Не знаю, правильно ли это, но похоже, что моя мать, вырастив меня и столько лет живя рядом со мной, до сих пор не имеет никакого представления о том, какой я на самом деле человек. Кто я, что собой представляю, какие достоинства имею и какие недостатки. Что люблю, а чего боюсь. О чем мечтаю. Я была только статистом в мамином спектакле «Жизнь гения среди удобрения». И я должна была играть свою роль до конца. Только вот я что-то в последнее время от этого очень устала. Слишком многое в жизни изменилось, все стало таким серьезным, подлинным и совсем не игрушечным. И я вдруг стала взрослой, совсем взрослой женщиной с разбитым сердцем. И вдруг впервые я не нашла ни одной причины, чтобы снова придуриваться и разыгрывать спектакли. Я больше не понимала, зачем? И так я сделала в своей жизни слишком много того, что хотела только моя мама. Например, поставила на даче этот ее дурацкий забор.

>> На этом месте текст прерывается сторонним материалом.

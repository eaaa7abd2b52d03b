//! Centralized API error handling for FarmCredit
//!
//! This module provides a unified error type for API responses with proper
//! HTTP status code mapping. Every exposed operation converts failures into
//! a `{ success: false, message, code }` JSON body rather than surfacing a
//! raw error to the caller.

use axum::{
    http::StatusCode,
    response::{IntoResponse, Response},
    Json,
};
use serde::Serialize;
use thiserror::Error;

/// API error type with HTTP status code mapping
#[derive(Error, Debug)]
pub enum ApiError {
    #[error("Resource not found: {0}")]
    NotFound(String),

    #[error("Bad request: {0}")]
    BadRequest(String),

    #[error("Internal server error: {0}")]
    InternalError(String),

    #[error("Database error: {0}")]
    DatabaseError(String),

    #[error("External service error: {0}")]
    ExternalServiceError(String),

    /// The scoring service answered but rejected the request at the
    /// application level (non-200 responseCode). Carries its message.
    #[error("Scoring rejected: {0}")]
    ScoringRejected(String),
}

/// JSON error response body, the failure half of the discriminated result
#[derive(Serialize)]
pub struct ErrorResponse {
    pub success: bool,
    pub message: String,
    pub code: String,
}

impl ApiError {
    /// Get the error code string
    pub fn error_code(&self) -> &'static str {
        match self {
            ApiError::NotFound(_) => "NOT_FOUND",
            ApiError::BadRequest(_) => "BAD_REQUEST",
            ApiError::InternalError(_) => "INTERNAL_ERROR",
            ApiError::DatabaseError(_) => "DATABASE_ERROR",
            ApiError::ExternalServiceError(_) => "EXTERNAL_SERVICE_ERROR",
            ApiError::ScoringRejected(_) => "SCORING_REJECTED",
        }
    }

    /// Get the HTTP status code
    pub fn status_code(&self) -> StatusCode {
        match self {
            ApiError::NotFound(_) => StatusCode::NOT_FOUND,
            ApiError::BadRequest(_) => StatusCode::BAD_REQUEST,
            ApiError::InternalError(_) => StatusCode::INTERNAL_SERVER_ERROR,
            ApiError::DatabaseError(_) => StatusCode::INTERNAL_SERVER_ERROR,
            ApiError::ExternalServiceError(_) => StatusCode::BAD_GATEWAY,
            ApiError::ScoringRejected(_) => StatusCode::UNPROCESSABLE_ENTITY,
        }
    }
}

impl IntoResponse for ApiError {
    fn into_response(self) -> Response {
        let status = self.status_code();
        let error_code = self.error_code();
        let message = self.to_string();

        // Log server errors
        match &self {
            ApiError::InternalError(_)
            | ApiError::DatabaseError(_)
            | ApiError::ExternalServiceError(_) => {
                tracing::error!(error = %message, code = %error_code, "Server error occurred");
            }
            _ => {
                tracing::debug!(error = %message, code = %error_code, "Client error occurred");
            }
        }

        let body = ErrorResponse {
            success: false,
            message,
            code: error_code.to_string(),
        };

        (status, Json(body)).into_response()
    }
}

// Convenience conversions from common error types

impl From<sqlx::Error> for ApiError {
    fn from(err: sqlx::Error) -> Self {
        match err {
            sqlx::Error::RowNotFound => ApiError::NotFound("Resource not found".to_string()),
            _ => ApiError::DatabaseError(err.to_string()),
        }
    }
}

impl From<reqwest::Error> for ApiError {
    fn from(err: reqwest::Error) -> Self {
        ApiError::ExternalServiceError(err.to_string())
    }
}

impl From<serde_json::Error> for ApiError {
    fn from(err: serde_json::Error) -> Self {
        ApiError::BadRequest(format!("Invalid JSON: {}", err))
    }
}

/// Result type alias using ApiError
pub type ApiResult<T> = Result<T, ApiError>;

Забор встал во всей своей двухметровой красе, отгородив нас от новых соседей. После эпохального развала великой и могучей нашей фирмы я приехала на дачу, чтобы, хоть и с опозданием, но попробовать прекратить работы по изоляции елочки, а деньги, хотя бы частично, вернуть. Деньги теперь были гораздо нужнее дома, чем вкопанные в землю, забетонированные и покрашенные морилкой. Куда там, прыткий мамин мужик с хитро бегающими глазками гостеприимно развел руками.

– Ну, хозяюшка, принимай работу! – радостно улыбался он.

– Вот это? – Я в изумлении таращилась на дикое заграждение из неструганых досок. Из того, о чем мы в свое время договаривались с этим мужиком, были только железные столбы, врытые в землю.